After hearing everyone slurp Brett Favre’s skills and bash Jake Delhomme’s for the past year, I decided I wanted to take a quick look at whether the praise and venom were warranted.
Personally, I have always viewed these two quarterbacks as similar players: Southern gun-slingers who can win or lose a game for you with their arms. Delhomme certainly doesn’t have the pedigree and the mythology that Favre has. But if you asked me to put money down, I would say that Delhomme’s stats would bear him out as, essentially, a poor man’s Brett Favre.
Tonight, I tested that theory. Here’s what I found in some simple passing metrics:
*Note: to try to give the most accurate view, I’ve removed the following outlier seasons from the calculations:
Favre’s first season in Atlanta (where he threw only 4 passes)
Delhomme’s two seasons as a back-up in New Orleans (where he threw only 76 and 10 passes, respectively)
Delhomme’s 2007 campaign with Carolina (where he played in only 3 games and threw a mere 86 passes).

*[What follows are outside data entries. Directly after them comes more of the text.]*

use log::Level;

pub const CONTACT_EMAIL: &str = "contact@mvpvisuals.com";
const ASSET_BASE: &str = "/assets";

#[cfg(debug_assertions)]
pub fn log_level() -> Level {
    Level::Debug  // Measurement and interaction logs when running locally
}

#[cfg(not(debug_assertions))]
pub fn log_level() -> Level {
    Level::Info
}

pub fn asset_url(path: &str) -> String {
    format!("{}/{}", ASSET_BASE, path.trim_start_matches('/'))
}

#[cfg(test)]
mod tests {
    use super::*;

    #[test]
    fn asset_paths_join_cleanly() {
        assert_eq!(asset_url("logos/figma.svg"), "/assets/logos/figma.svg");
        assert_eq!(asset_url("/focus.png"), "/assets/focus.png");
    }
}
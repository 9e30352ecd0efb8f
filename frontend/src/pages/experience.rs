use yew::prelude::*;

use crate::components::smooth_link::SmoothLink;
use crate::content::{self, Experience as ExperienceContent, Milestone};

fn timeline(heading: &str, icon: &str, milestones: &[Milestone]) -> Html {
    html! {
        <div class="timeline">
            <div class="timeline-heading">
                <span class="timeline-icon">{icon}</span>
                <h3>{heading}</h3>
            </div>
            <ol class="timeline-list">
                { for milestones.iter().map(|milestone| html! {
                    <li class="timeline-entry">
                        <span class="timeline-period">{&milestone.period}</span>
                        <h4>{&milestone.title}</h4>
                        <p>{&milestone.place}</p>
                    </li>
                }) }
            </ol>
        </div>
    }
}

#[derive(Properties, PartialEq)]
pub struct ExperienceProps {
    pub experience: ExperienceContent,
}

#[function_component(Experience)]
pub fn experience(props: &ExperienceProps) -> Html {
    let experience = &props.experience;

    // Without a published file the button asks for one instead.
    let resume = match &experience.resume {
        Some(resume) => html! {
            <a class="resume-button" href={content::resolve_asset(resume)} download="">
                {"Download Resume"}
            </a>
        },
        None => html! {
            <SmoothLink to="#contact" class="resume-button">{"Request Resume"}</SmoothLink>
        },
    };

    html! {
        <section id="resume" class="experience-section">
            <div class="section-inner">
                <h2 class="section-title">{"Professional "}<span class="accent">{"Background"}</span></h2>
                <p class="section-subtitle">{"Education and experience that shaped our expertise"}</p>
                <div class="resume-action">{ resume }</div>
                <div class="timeline-grid">
                    { timeline("Education", "🎓", &experience.education) }
                    { timeline("Experience", "💼", &experience.work) }
                </div>
            </div>
            <style>
                {r#"
                .experience-section { padding: 6rem 0; background: var(--card); }
                .resume-action { display: flex; justify-content: center; margin-bottom: 3rem; }
                .resume-button {
                    padding: 0.875rem 2rem;
                    border-radius: 0.5rem;
                    background: linear-gradient(to right, #facc15, #eab308);
                    color: #111;
                    font-weight: 600;
                    text-decoration: none;
                    transition: transform 0.3s ease;
                }
                .resume-button:hover { transform: scale(1.05); }
                .timeline-grid {
                    display: grid;
                    grid-template-columns: repeat(auto-fit, minmax(300px, 1fr));
                    gap: 3rem;
                }
                .timeline-heading { display: flex; align-items: center; gap: 0.75rem; margin-bottom: 2rem; }
                .timeline-heading h3 { color: var(--text); font-size: 1.5rem; margin: 0; }
                .timeline-icon {
                    display: flex;
                    align-items: center;
                    justify-content: center;
                    width: 3rem;
                    height: 3rem;
                    border-radius: 0.5rem;
                    background: linear-gradient(135deg, #facc15, #eab308);
                }
                .timeline-list { list-style: none; margin: 0; padding: 0; }
                .timeline-entry {
                    position: relative;
                    padding: 0 0 1.5rem 2rem;
                    border-left: 2px solid var(--border);
                }
                .timeline-entry:last-child { border-left-color: transparent; padding-bottom: 0; }
                .timeline-entry::before {
                    content: "";
                    position: absolute;
                    left: -9px;
                    top: 0;
                    width: 1rem;
                    height: 1rem;
                    border-radius: 50%;
                    background: var(--accent);
                }
                .timeline-period { font-size: 0.875rem; font-weight: 600; color: var(--accent); }
                .timeline-entry h4 { margin: 0.25rem 0; color: var(--text); font-size: 1.125rem; }
                .timeline-entry p { margin: 0; color: var(--muted); }
                "#}
            </style>
        </section>
    }
}
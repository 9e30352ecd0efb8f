use std::cell::RefCell;
use std::rc::Rc;

use gloo_events::EventListener;
use gloo_timers::callback::Timeout;
use log::debug;
use web_sys::{HtmlElement, PointerEvent};
use yew::prelude::*;

use crate::dom;

const SETTLE_MS: u32 = 800;
const TOOLTIP_DELAY_MS: u32 = 500;
const PADDING: f64 = 12.0;

/// Keeps a `size` box inside `bounds`, both anchored at the top-left corner.
pub fn clamp_position(position: (f64, f64), bounds: (f64, f64), size: (f64, f64)) -> (f64, f64) {
    let max_x = (bounds.0 - size.0).max(0.0);
    let max_y = (bounds.1 - size.1).max(0.0);
    (position.0.clamp(0.0, max_x), position.1.clamp(0.0, max_y))
}

pub fn centered(bounds: (f64, f64), size: (f64, f64)) -> (f64, f64) {
    clamp_position(((bounds.0 - size.0) / 2.0, (bounds.1 - size.1) / 2.0), bounds, size)
}

#[derive(Clone, Copy, Debug, PartialEq)]
pub struct StickerDrag {
    pointer_origin: (f64, f64),
    position_origin: (f64, f64),
}

impl StickerDrag {
    pub fn start(pointer: (f64, f64), position: (f64, f64)) -> Self {
        Self {
            pointer_origin: pointer,
            position_origin: position,
        }
    }

    pub fn position_at(&self, pointer: (f64, f64)) -> (f64, f64) {
        (
            self.position_origin.0 + pointer.0 - self.pointer_origin.0,
            self.position_origin.1 + pointer.1 - self.pointer_origin.1,
        )
    }
}

#[derive(Clone, Copy, Debug, PartialEq, Eq)]
pub enum Lift {
    Resting,
    Lifted,
}

impl Lift {
    pub fn scale(self) -> f64 {
        match self {
            Lift::Resting => 1.0,
            Lift::Lifted => 1.1,
        }
    }

    pub fn z_index(self) -> &'static str {
        match self {
            Lift::Resting => "101",
            Lift::Lifted => "102",
        }
    }

    fn transition(self) -> &'static str {
        match self {
            Lift::Resting => "transform 0.8s cubic-bezier(0.33, 1, 0.68, 1)",
            Lift::Lifted => "none",
        }
    }
}

struct StickerState {
    position: Option<(f64, f64)>,
    drag: Option<StickerDrag>,
    lift: Lift,
}

fn bounds_and_size(target: &HtmlElement) -> Option<((f64, f64), (f64, f64))> {
    let parent = target.parent_element()?;
    let bounds = (f64::from(parent.client_width()), f64::from(parent.client_height()));
    let size = (f64::from(target.offset_width()), f64::from(target.offset_height()));
    Some((bounds, size))
}

fn paint(target: &HtmlElement, position: (f64, f64), lift: Lift) {
    let style = target.style();
    let transform = format!(
        "translate3d({}px, {}px, 0) scale({})",
        position.0,
        position.1,
        lift.scale()
    );
    dom::set_style(&style, "transform", &transform);
    dom::set_style(&style, "z-index", lift.z_index());
    dom::set_style(&style, "transition", lift.transition());
}

/// Re-fits the sticker into its parent, falling back to the center when it
/// has never been placed.
fn reclamp(target_ref: &NodeRef, state: &Rc<RefCell<StickerState>>) {
    let Some(target) = target_ref.cast::<HtmlElement>() else {
        return;
    };
    let Some((bounds, size)) = bounds_and_size(&target) else {
        return;
    };
    let mut state = state.borrow_mut();
    let position = match state.position {
        Some(position) => clamp_position(position, bounds, size),
        None => centered(bounds, size),
    };
    state.position = Some(position);
    paint(&target, position, state.lift);
}
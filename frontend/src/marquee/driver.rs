use super::arbiter::{ArbiterState, InteractionArbiter, ResumeTicket};
use super::measure::{self, Measurement};
use super::offset::OffsetTracker;
use super::velocity::{clamp_frame_dt, VelocityBlender};
use super::{MarqueeConfig, MIN_COPIES};

/// Owns the scroll state of one strip and advances it once per frame.
///
/// Input handlers only talk to the arbiter (through the `on_*` methods);
/// offset and velocity change exclusively inside [`MarqueeEngine::frame`],
/// in the order blend, advance, emit.
#[derive(Clone, Debug)]
pub struct MarqueeEngine {
    config: MarqueeConfig,
    measurement: Option<Measurement>,
    offset: OffsetTracker,
    blender: VelocityBlender,
    arbiter: InteractionArbiter,
    reduced_motion: bool,
    resumed_from_interaction: bool,
}

impl MarqueeEngine {
    pub fn new(config: MarqueeConfig) -> Self {
        let arbiter = InteractionArbiter::new(config.pause_on_hover);
        Self {
            config,
            measurement: None,
            offset: OffsetTracker::new(),
            blender: VelocityBlender::new(),
            arbiter,
            reduced_motion: false,
            resumed_from_interaction: false,
        }
    }

    pub fn config(&self) -> &MarqueeConfig {
        &self.config
    }

    pub fn set_config(&mut self, config: MarqueeConfig) {
        self.arbiter.set_pause_on_hover(config.pause_on_hover);
        self.config = config;
    }

    /// Feeds a fresh layout pass. Safe to call any number of times; identical
    /// inputs always produce the identical measurement.
    pub fn remeasure(&mut self, container_width: f64, sequence_width: f64) -> Option<Measurement> {
        let measurement = measure::measure(container_width, sequence_width)?;
        self.offset.set_width(measurement.sequence_width);
        self.measurement = Some(measurement);
        Some(measurement)
    }

    pub fn measurement(&self) -> Option<Measurement> {
        self.measurement
    }

    pub fn copy_count(&self) -> usize {
        self.measurement.map_or(MIN_COPIES, |m| m.copy_count)
    }

    /// The frame loop does nothing until a positive sequence width is known.
    pub fn is_active(&self) -> bool {
        self.measurement.is_some()
    }

    pub fn set_reduced_motion(&mut self, reduced: bool) {
        self.reduced_motion = reduced;
    }

    pub fn offset(&self) -> f64 {
        self.offset.offset()
    }

    pub fn velocity(&self) -> f64 {
        self.blender.current()
    }

    pub fn state(&self) -> ArbiterState {
        self.arbiter.state()
    }

    pub fn arbiter(&self) -> &InteractionArbiter {
        &self.arbiter
    }

    pub fn on_hover(&mut self, hovered: bool) {
        self.arbiter.set_hovered(hovered);
    }

    pub fn on_drag_start(&mut self, now: f64) {
        if self.config.draggable && self.is_active() {
            self.arbiter.begin_drag(now);
        }
    }

    /// `dx` is the pointer movement in pixels; dragging right pulls content
    /// right, which shrinks the offset.
    pub fn on_drag_move(&mut self, dx: f64, now: f64) {
        self.arbiter.drag_by(-dx, now);
    }

    pub fn on_drag_end(&mut self, now: f64) -> Option<ResumeTicket> {
        self.arbiter.end_drag(now)
    }

    /// Wheel and trackpad input. Horizontal delta wins when present.
    pub fn on_wheel(&mut self, delta_x: f64, delta_y: f64, now: f64) -> Option<ResumeTicket> {
        if !self.is_active() {
            return None;
        }
        let delta = if delta_x != 0.0 { delta_x } else { delta_y };
        self.arbiter.wheel(delta, now)
    }

    pub fn on_resume(&mut self, ticket: ResumeTicket) -> bool {
        self.arbiter.resume(ticket)
    }

    /// Advances one display frame of `dt_ms` milliseconds and returns the
    /// translation to write to the track, or `None` while not yet measured.
    pub fn frame(&mut self, dt_ms: f64) -> Option<f64> {
        if !self.is_active() {
            self.arbiter.take_pending_delta();
            return None;
        }

        let requested = self.arbiter.take_pending_delta();
        if self.reduced_motion {
            return Some(0.0);
        }

        let dt = clamp_frame_dt(dt_ms / 1000.0);

        if self.arbiter.suppresses_auto_scroll() {
            self.blender.halt();
            self.resumed_from_interaction = true;
        } else {
            let target = self.arbiter.target_velocity(self.config.target_velocity());
            let catch_up = std::mem::take(&mut self.resumed_from_interaction);
            self.blender.blend(target, dt, catch_up);
        }

        self.offset.advance(requested + self.blender.current() * dt);
        Some(self.offset.translate_x())
    }
}

#[cfg(test)]
mod tests {
    use super::*;
    use crate::marquee::{Direction, SMOOTH_TAU};

    const FRAME_MS: f64 = 1000.0 / 60.0;

    fn engine(speed: f64) -> MarqueeEngine {
        let mut engine = MarqueeEngine::new(MarqueeConfig {
            speed,
            direction: Direction::Left,
            pause_on_hover: true,
            draggable: true,
        });
        engine.remeasure(2500.0, 1000.0);
        engine
    }

    #[test]
    fn idle_until_measured() {
        let mut engine = MarqueeEngine::new(MarqueeConfig::default());
        assert_eq!(engine.frame(FRAME_MS), None);
        assert_eq!(engine.on_wheel(50.0, 0.0, 0.0), None);
        assert_eq!(engine.remeasure(800.0, 0.0), None);
        assert_eq!(engine.frame(FRAME_MS), None);
        assert_eq!(engine.copy_count(), MIN_COPIES);

        engine.remeasure(2500.0, 1000.0);
        assert!(engine.frame(FRAME_MS).is_some());
        assert_eq!(engine.copy_count(), 5);
    }

    #[test]
    fn remeasure_converges() {
        let mut engine = engine(50.0);
        let first = engine.remeasure(1920.0, 733.4);
        let second = engine.remeasure(1920.0, 733.4);
        assert_eq!(first, second);
        assert_eq!(engine.copy_count(), first.unwrap().copy_count);
    }

    #[test]
    fn sequence_shrink_rewraps_offset() {
        let mut engine = engine(50.0);
        engine.on_wheel(900.0, 0.0, 0.0);
        engine.frame(FRAME_MS);
        assert_eq!(engine.offset(), 900.0);

        let m = engine.remeasure(2500.0, 600.0).unwrap();
        assert_eq!(m.copy_count, 7);
        assert_eq!(engine.copy_count(), 7);
        assert_eq!(engine.offset(), 300.0);
    }

    #[test]
    fn reaches_cruise_speed_after_two_seconds() {
        let mut engine = engine(50.0);
        for _ in 0..120 {
            engine.frame(FRAME_MS);
        }
        assert!((engine.velocity() - 50.0).abs() / 50.0 < 0.01);
        assert!(engine.offset() > 0.0);
    }

    #[test]
    fn wheel_moves_by_exact_delta() {
        let mut engine = engine(50.0);
        let ticket = engine.on_wheel(120.0, 10.0, 0.0);
        assert!(ticket.is_some());
        assert_eq!(engine.state(), ArbiterState::WheelCoasting);
        engine.frame(FRAME_MS);
        assert_eq!(engine.offset(), 120.0);
    }

    #[test]
    fn vertical_wheel_used_when_no_horizontal() {
        let mut engine = engine(50.0);
        engine.on_wheel(0.0, -30.0, 0.0);
        engine.frame(FRAME_MS);
        assert_eq!(engine.offset(), 970.0);
    }

    #[test]
    fn dragging_only_moves_by_drag_delta() {
        let mut engine = engine(50.0);
        for _ in 0..30 {
            engine.frame(FRAME_MS);
        }
        engine.on_drag_start(0.0);
        engine.frame(FRAME_MS);
        let held = engine.offset();
        for _ in 0..20 {
            engine.frame(FRAME_MS);
            assert_eq!(engine.offset(), held);
        }
        engine.on_drag_move(25.0, 10.0);
        engine.frame(FRAME_MS);
        let expected = crate::marquee::offset::wrap(held - 25.0, 1000.0);
        assert_eq!(engine.offset(), expected);
        assert_eq!(engine.velocity(), 0.0);
    }

    #[test]
    fn wheel_while_dragging_leaves_offset_alone() {
        let mut engine = engine(50.0);
        engine.on_drag_start(0.0);
        engine.frame(FRAME_MS);
        let held = engine.offset();
        assert_eq!(engine.on_wheel(120.0, 0.0, 5.0), None);
        engine.frame(FRAME_MS);
        assert_eq!(engine.offset(), held);
        assert_eq!(engine.state(), ArbiterState::Dragging);
    }

    #[test]
    fn resume_after_drag_catches_up_faster() {
        let mut engine = engine(80.0);
        engine.on_drag_start(0.0);
        engine.frame(FRAME_MS);
        let ticket = engine.on_drag_end(100.0).unwrap();
        engine.frame(FRAME_MS);
        assert_eq!(engine.velocity(), 0.0);
        assert!(engine.on_resume(ticket));

        engine.frame(SMOOTH_TAU / 2.0 * 1000.0);

        let mut steady = VelocityBlender::new();
        steady.blend(80.0, SMOOTH_TAU / 2.0, false);
        assert!((80.0 - engine.velocity()).abs() < (80.0 - steady.current()).abs());
    }

    #[test]
    fn catch_up_applies_to_one_frame_only() {
        let mut engine = engine(80.0);
        let ticket = engine.on_wheel(5.0, 0.0, 0.0).unwrap();
        engine.frame(FRAME_MS);
        engine.on_resume(ticket);
        engine.frame(FRAME_MS);
        let after_first = engine.velocity();
        engine.frame(FRAME_MS);
        let gain = engine.velocity() - after_first;

        let mut steady = VelocityBlender::new();
        steady.blend(80.0, FRAME_MS / 1000.0, true);
        steady.blend(80.0, FRAME_MS / 1000.0, false);
        assert!((gain - (steady.current() - after_first)).abs() < 1e-9);
    }

    #[test]
    fn reduced_motion_freezes_offset() {
        let mut engine = engine(50.0);
        for _ in 0..10 {
            engine.frame(FRAME_MS);
        }
        let frozen = engine.offset();
        engine.set_reduced_motion(true);
        engine.on_wheel(300.0, 0.0, 0.0);
        engine.on_drag_start(0.0);
        engine.on_drag_move(40.0, 1.0);
        for _ in 0..200 {
            assert_eq!(engine.frame(FRAME_MS), Some(0.0));
            assert_eq!(engine.offset(), frozen);
        }
    }

    #[test]
    fn hover_eases_to_a_stop() {
        let mut engine = engine(50.0);
        for _ in 0..120 {
            engine.frame(FRAME_MS);
        }
        engine.on_hover(true);
        engine.frame(FRAME_MS);
        assert!(engine.velocity() > 0.0);
        for _ in 0..240 {
            engine.frame(FRAME_MS);
        }
        assert!(engine.velocity() < 0.01);
    }

    #[test]
    fn drag_disabled_ignores_pointer() {
        let mut engine = MarqueeEngine::new(MarqueeConfig {
            draggable: false,
            ..MarqueeConfig::default()
        });
        engine.remeasure(1000.0, 500.0);
        engine.on_drag_start(0.0);
        assert_eq!(engine.state(), ArbiterState::Idle);
        engine.on_drag_move(100.0, 1.0);
        assert_eq!(engine.on_drag_end(2.0), None);
    }

    #[test]
    fn long_gap_does_not_jump() {
        let mut engine = engine(50.0);
        for _ in 0..120 {
            engine.frame(FRAME_MS);
        }
        let before = engine.offset();
        engine.frame(30_000.0);
        let moved = crate::marquee::offset::wrap(engine.offset() - before, 1000.0);
        assert!(moved <= 50.0 * 0.1 + 1e-6);
    }

    #[test]
    fn offset_stays_wrapped_under_mixed_input() {
        let mut engine = engine(120.0);
        let mut now = 0.0;
        for step in 0..500 {
            now += FRAME_MS;
            match step % 7 {
                0 => {
                    engine.on_wheel(-733.0, 0.0, now);
                }
                2 => engine.on_drag_start(now),
                3 => engine.on_drag_move(1234.5, now),
                4 => {
                    engine.on_drag_end(now);
                }
                _ => {}
            }
            engine.frame(FRAME_MS);
            assert!(engine.offset() >= 0.0 && engine.offset() < 1000.0);
        }
    }
}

CAREER PASSING STATISTICS (Favre | Delhomme)
Completion %: 62.0 | 58.9
Yards / Pass Attempt: 7.1 | 7.2
Avg TD / season: 27.6 | 18.7
Avg INT / season: 17.5 | 14.7
TD to INT ratio: 1.58 | 1.27
INT%: 3.22 | 3.53
TD%: 5.11 | 4.18
Career Win %: 63.5 | 58.7%
So what do we learn from this comparison? I would argue that it proves my basic premise (which I think is a first for when I do a real analysis of one of my hunches). Favre makes a bigger impact on scoring and winning percentage than Delhomme. He throws significantly more picks per season than Delhomme, but only from a raw numbers standpoint. Based on percentage of passes intercepted, Favre is actually +0.3% more accurate than Delhomme. But that’s a marginal difference.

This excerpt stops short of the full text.